Encontro com a amiga indígena Domingas Rikbaktsa / Foto: Lilian Campelo
E todas sinalizam com a cabeça concordando com ela. Entre uma conversa e outra a amiga fala que a Alessandra é um exemplo para ela e outras mulheres indígenas, e pergunto: porque ela seria?
“Quando ela chegou lá [aldeia] estava com aquela energia pra falar. Essa daí é uma mulher guerreira [pensou]. Porque nós [mulheres] Rikbaktsa era difícil sair, nós estamos saindo pouco, devagar a gente está saindo”.
Alessandra completa e fala que antes as mulheres Munduruku só podiam sair se estivessem acompanhadas dos maridos. “Hoje não, as mulheres estão saindo sozinhas. A Leusa (outra liderança Munduruku) às vezes sai só, eu mais saio só”, fala em tom de brincadeira e ri novamente.
A fala de Alessandra deixou curiosa a amiga Rikbaktsa:
– E seu marido hoje fica em casa?
- Fica, mas no começo não aceitava que eu saísse – e narra como uma história em quadrinhos as lembranças da conversa que teve com ele.
“Os caciques me escolheram para ser chefe das guerreiras do médio Tapajós. É bom a gente sair de casa, vai conhecendo outras pessoas, outras lutas, que a luta não fica só, a gente tem luta em outros lugares, é bem amplo, é grande. E comecei a sair: uma, duas; passei quase uma semana fora de casa. Um dia ele chegou assim pra mim”

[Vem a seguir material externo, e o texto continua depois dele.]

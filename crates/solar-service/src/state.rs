//! Application state shared across handlers and background tasks.

use std::sync::Arc;
use std::sync::atomic::{AtomicBool, AtomicU64, Ordering};

use serde::Serialize;
use solar_store::{Aggregator, Archiver, ColdStore, HotStore};
use time::OffsetDateTime;
use tokio::sync::{RwLock, watch};

use crate::clock::Clock;
use crate::config::Config;
use crate::ingest::Ingestor;
use crate::query::QueryRouter;

/// Shared application state.
///
/// Store handles are shared trait objects; handlers never hold a lock across
/// a store call.
pub struct AppState {
    /// Hot tier.
    pub hot: Arc<dyn HotStore>,
    /// Cold tier.
    pub cold: Arc<dyn ColdStore>,
    /// Source of "now".
    pub clock: Arc<dyn Clock>,
    /// Range query dispatch.
    pub router: QueryRouter,
    /// Daily snapshot writer.
    pub archiver: Archiver,
    /// Sample ingestion.
    pub ingestor: Ingestor,
    /// Configuration (RwLock for runtime updates).
    pub config: RwLock<Config>,
    /// Collector control state.
    pub collector: CollectorState,
}

impl AppState {
    /// Create new application state over the given stores.
    pub fn new(
        hot: Arc<dyn HotStore>,
        cold: Arc<dyn ColdStore>,
        clock: Arc<dyn Clock>,
        config: Config,
    ) -> Arc<Self> {
        let aggregator =
            Aggregator::new(Arc::clone(&cold)).with_policy(config.aggregation.missing_day);
        let router = QueryRouter::new(
            Arc::clone(&hot),
            Arc::clone(&cold),
            aggregator,
            Arc::clone(&clock),
        );
        let archiver = Archiver::new(Arc::clone(&hot), Arc::clone(&cold));
        let ingestor = Ingestor::new(Arc::clone(&hot), Arc::clone(&clock));

        Arc::new(Self {
            hot,
            cold,
            clock,
            router,
            archiver,
            ingestor,
            config: RwLock::new(config),
            collector: CollectorState::new(),
        })
    }
}

/// A background task run by the collector.
#[derive(Debug, Clone, Copy, PartialEq, Eq, Serialize)]
#[serde(rename_all = "lowercase")]
pub enum Task {
    /// Fetch and store one sample.
    Ingest,
    /// Snapshot the current day into the cold tier.
    Archive,
    /// Remove expired hot readings.
    Sweep,
}

impl Task {
    /// All tasks, in reporting order.
    pub const ALL: [Task; 3] = [Task::Ingest, Task::Archive, Task::Sweep];

    /// Lowercase task name.
    pub fn as_str(&self) -> &'static str {
        match self {
            Task::Ingest => "ingest",
            Task::Archive => "archive",
            Task::Sweep => "sweep",
        }
    }
}

impl std::fmt::Display for Task {
    fn fmt(&self, f: &mut std::fmt::Formatter<'_>) -> std::fmt::Result {
        f.write_str(self.as_str())
    }
}

/// Run statistics for one background task.
#[derive(Debug, Clone, Serialize)]
pub struct TaskStats {
    pub task: Task,
    /// Time of last successful run.
    #[serde(with = "time::serde::rfc3339::option")]
    pub last_success_at: Option<OffsetDateTime>,
    /// Time of last failed run.
    #[serde(with = "time::serde::rfc3339::option")]
    pub last_error_at: Option<OffsetDateTime>,
    /// Last error message.
    pub last_error: Option<String>,
    pub success_count: u64,
    pub failure_count: u64,
}

impl TaskStats {
    fn new(task: Task) -> Self {
        Self {
            task,
            last_success_at: None,
            last_error_at: None,
            last_error: None,
            success_count: 0,
            failure_count: 0,
        }
    }
}

/// State for tracking and controlling the collector.
pub struct CollectorState {
    /// Whether the collector is currently running.
    running: AtomicBool,
    /// When the collector was started (Unix timestamp).
    started_at: AtomicU64,
    /// Channel to signal collector tasks to stop.
    stop_tx: watch::Sender<bool>,
    /// Receiver for stop signal (cloned by collector tasks).
    stop_rx: watch::Receiver<bool>,
    /// Per-task run stats.
    task_stats: RwLock<Vec<TaskStats>>,
}

impl CollectorState {
    /// Create a new collector state.
    pub fn new() -> Self {
        let (stop_tx, stop_rx) = watch::channel(false);
        Self {
            running: AtomicBool::new(false),
            started_at: AtomicU64::new(0),
            stop_tx,
            stop_rx,
            task_stats: RwLock::new(Task::ALL.into_iter().map(TaskStats::new).collect()),
        }
    }

    /// Check if the collector is running.
    pub fn is_running(&self) -> bool {
        self.running.load(Ordering::SeqCst)
    }

    /// Mark the collector as started or stopped.
    pub fn set_running(&self, running: bool) {
        self.running.store(running, Ordering::SeqCst);
        if running {
            let now = OffsetDateTime::now_utc().unix_timestamp() as u64;
            self.started_at.store(now, Ordering::SeqCst);
        }
    }

    /// Get the collector start time.
    pub fn started_at(&self) -> Option<OffsetDateTime> {
        let ts = self.started_at.load(Ordering::SeqCst);
        if ts == 0 {
            None
        } else {
            OffsetDateTime::from_unix_timestamp(ts as i64).ok()
        }
    }

    /// Get a receiver for the stop signal.
    pub fn subscribe_stop(&self) -> watch::Receiver<bool> {
        self.stop_rx.clone()
    }

    /// Signal all collector tasks to stop.
    pub fn signal_stop(&self) {
        let _ = self.stop_tx.send(true);
        self.running.store(false, Ordering::SeqCst);
    }

    /// Reset the stop signal (for restarting).
    pub fn reset_stop(&self) {
        let _ = self.stop_tx.send(false);
    }

    /// Record a successful run of `task`.
    pub async fn record_success(&self, task: Task, at: OffsetDateTime) {
        let mut stats = self.task_stats.write().await;
        if let Some(entry) = stats.iter_mut().find(|s| s.task == task) {
            entry.success_count += 1;
            entry.last_success_at = Some(at);
        }
    }

    /// Record a failed run of `task`.
    pub async fn record_failure(&self, task: Task, at: OffsetDateTime, error: String) {
        let mut stats = self.task_stats.write().await;
        if let Some(entry) = stats.iter_mut().find(|s| s.task == task) {
            entry.failure_count += 1;
            entry.last_error_at = Some(at);
            entry.last_error = Some(error);
        }
    }

    /// Snapshot of all task stats.
    pub async fn task_stats(&self) -> Vec<TaskStats> {
        self.task_stats.read().await.clone()
    }
}

impl Default for CollectorState {
    fn default() -> Self {
        Self::new()
    }
}
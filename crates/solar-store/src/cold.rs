//! Cold tier: one immutable JSON object per calendar day.
//!
//! Objects live under a key derived purely from the date:
//!
//! ```text
//! {YYYY}/{MM}/{YYYY}_{MM}_{DD}.json
//! ```
//!
//! The payload is a UTF-8 JSON array of [`ColdRecord`]s ordered by time.
//! Any [`object_store::ObjectStore`] backend can hold the partitions: S3 in
//! production, the local filesystem for single-host deployments, and
//! [`InMemory`] in tests.

use std::path::Path;
use std::sync::Arc;

use async_trait::async_trait;
use bytes::Bytes;
use object_store::local::LocalFileSystem;
use object_store::memory::InMemory;
use object_store::path::Path as ObjectPath;
use object_store::{ObjectStore, PutPayload};
use solar_types::ColdRecord;
use time::Date;
use tracing::{debug, info};

use crate::error::{Error, Result};

/// Object key for the partition holding `date`.
///
/// ```
/// use solar_store::partition_key;
/// use time::macros::date;
///
/// assert_eq!(partition_key(date!(2024-03-07)), "2024/03/2024_03_07.json");
/// ```
pub fn partition_key(date: Date) -> String {
    let (year, month, day) = (date.year(), u8::from(date.month()), date.day());
    format!("{year:04}/{month:02}/{year:04}_{month:02}_{day:02}.json")
}

/// Serialize records into a partition payload.
///
/// Encoding is deterministic: the same records always yield the same bytes.
pub fn encode_records(records: &[ColdRecord]) -> Result<Bytes> {
    Ok(Bytes::from(serde_json::to_vec(records)?))
}

/// Parse a partition payload.
pub fn decode_records(payload: &[u8]) -> Result<Vec<ColdRecord>> {
    Ok(serde_json::from_slice(payload)?)
}

/// All archived records for one calendar date.
#[derive(Debug, Clone, PartialEq)]
pub struct ColdPartition {
    /// The date this partition covers.
    pub date: Date,
    /// Records in stored order (ascending by time).
    pub records: Vec<ColdRecord>,
}

impl ColdPartition {
    /// Object key this partition is stored under.
    pub fn key(&self) -> String {
        partition_key(self.date)
    }

    /// Highest cumulative energy in the partition, `None` if it has no records.
    pub fn max_energy(&self) -> Option<f64> {
        self.records
            .iter()
            .map(|r| r.energy)
            .fold(None, |max, e| Some(max.map_or(e, |m: f64| m.max(e))))
    }
}

/// Durable, date-partitioned archive.
#[async_trait]
pub trait ColdStore: Send + Sync {
    /// Write the partition for `date`, replacing any existing object.
    ///
    /// Returns the key written. The write is a single object put, so readers
    /// observe either the previous partition or the new one.
    async fn put_partition(&self, date: Date, records: &[ColdRecord]) -> Result<String>;

    /// Read the partition for `date`.
    ///
    /// Fails with [`Error::PartitionNotFound`] when no object exists at the key.
    async fn get_partition(&self, date: Date) -> Result<ColdPartition>;
}

/// [`ColdStore`] on top of any `object_store` backend.
#[derive(Debug, Clone)]
pub struct ObjectColdStore {
    inner: Arc<dyn ObjectStore>,
}

impl ObjectColdStore {
    /// Wrap an existing object store.
    pub fn new(inner: Arc<dyn ObjectStore>) -> Self {
        Self { inner }
    }

    /// Partitions held in process memory (for testing).
    pub fn in_memory() -> Self {
        Self::new(Arc::new(InMemory::new()))
    }

    /// Partitions stored as files below `root`, which is created if missing.
    pub fn local<P: AsRef<Path>>(root: P) -> Result<Self> {
        let root = root.as_ref();
        std::fs::create_dir_all(root).map_err(|e| Error::CreateDirectory {
            path: root.to_path_buf(),
            source: e,
        })?;
        info!("Opening cold store at {}", root.display());
        Ok(Self::new(Arc::new(LocalFileSystem::new_with_prefix(root)?)))
    }

    /// Partitions stored in an S3 bucket.
    ///
    /// Credentials and endpoint come from the standard `AWS_*` environment variables.
    pub fn s3(bucket: &str, region: Option<&str>) -> Result<Self> {
        let mut builder =
            object_store::aws::AmazonS3Builder::from_env().with_bucket_name(bucket);
        if let Some(region) = region {
            builder = builder.with_region(region);
        }
        info!("Opening cold store in bucket {}", bucket);
        Ok(Self::new(Arc::new(builder.build()?)))
    }

    /// Get the underlying object store.
    pub fn inner(&self) -> &Arc<dyn ObjectStore> {
        &self.inner
    }
}

#[async_trait]
impl ColdStore for ObjectColdStore {
    async fn put_partition(&self, date: Date, records: &[ColdRecord]) -> Result<String> {
        let key = partition_key(date);
        let payload = encode_records(records)?;
        let size = payload.len();

        self.inner
            .put(&ObjectPath::from(key.as_str()), PutPayload::from(payload))
            .await?;

        debug!("Wrote partition {} ({} records, {} bytes)", key, records.len(), size);
        Ok(key)
    }

    async fn get_partition(&self, date: Date) -> Result<ColdPartition> {
        let key = partition_key(date);

        let result = match self.inner.get(&ObjectPath::from(key.as_str())).await {
            Ok(result) => result,
            Err(object_store::Error::NotFound { .. }) => {
                return Err(Error::PartitionNotFound { key });
            }
            Err(e) => return Err(e.into()),
        };
        let payload = result.bytes().await?;

        debug!("Read partition {} ({} bytes)", key, payload.len());
        Ok(ColdPartition {
            date,
            records: decode_records(&payload)?,
        })
    }
}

 – Eu quero conversar com você
– Tá bom [responde alto]. E eu penteando o meu cabelo.
– Tu já percebeste que teus filhos estão abandonados!
– Mas por que que eles estão abandonados?
– Tu tá viajando muito, não para mais em casa, tu tem que decidir
- Aí eu parei de pentear os cabelos. Olhei assim pra ele e disse: as crianças tem pai, tem avó, tem tios, tem tia, mas por que tão abandonadas? Os caciques confiam em mim, colocaram como mulher guerreira, tu não estás confiando em mim – ele ficou me olhando – se tu não confias, porque ainda está em casa?
Depois dessa conversa Alessandra contou que o marido compreendeu o papel que ela desempenhava e passou a apoiá-la na luta. “Hoje ele me apoia. Quando estou em Itaituba quando digo que vamos ocupar ele larga o serviço dele e vai junto, sempre está me acompanhando”.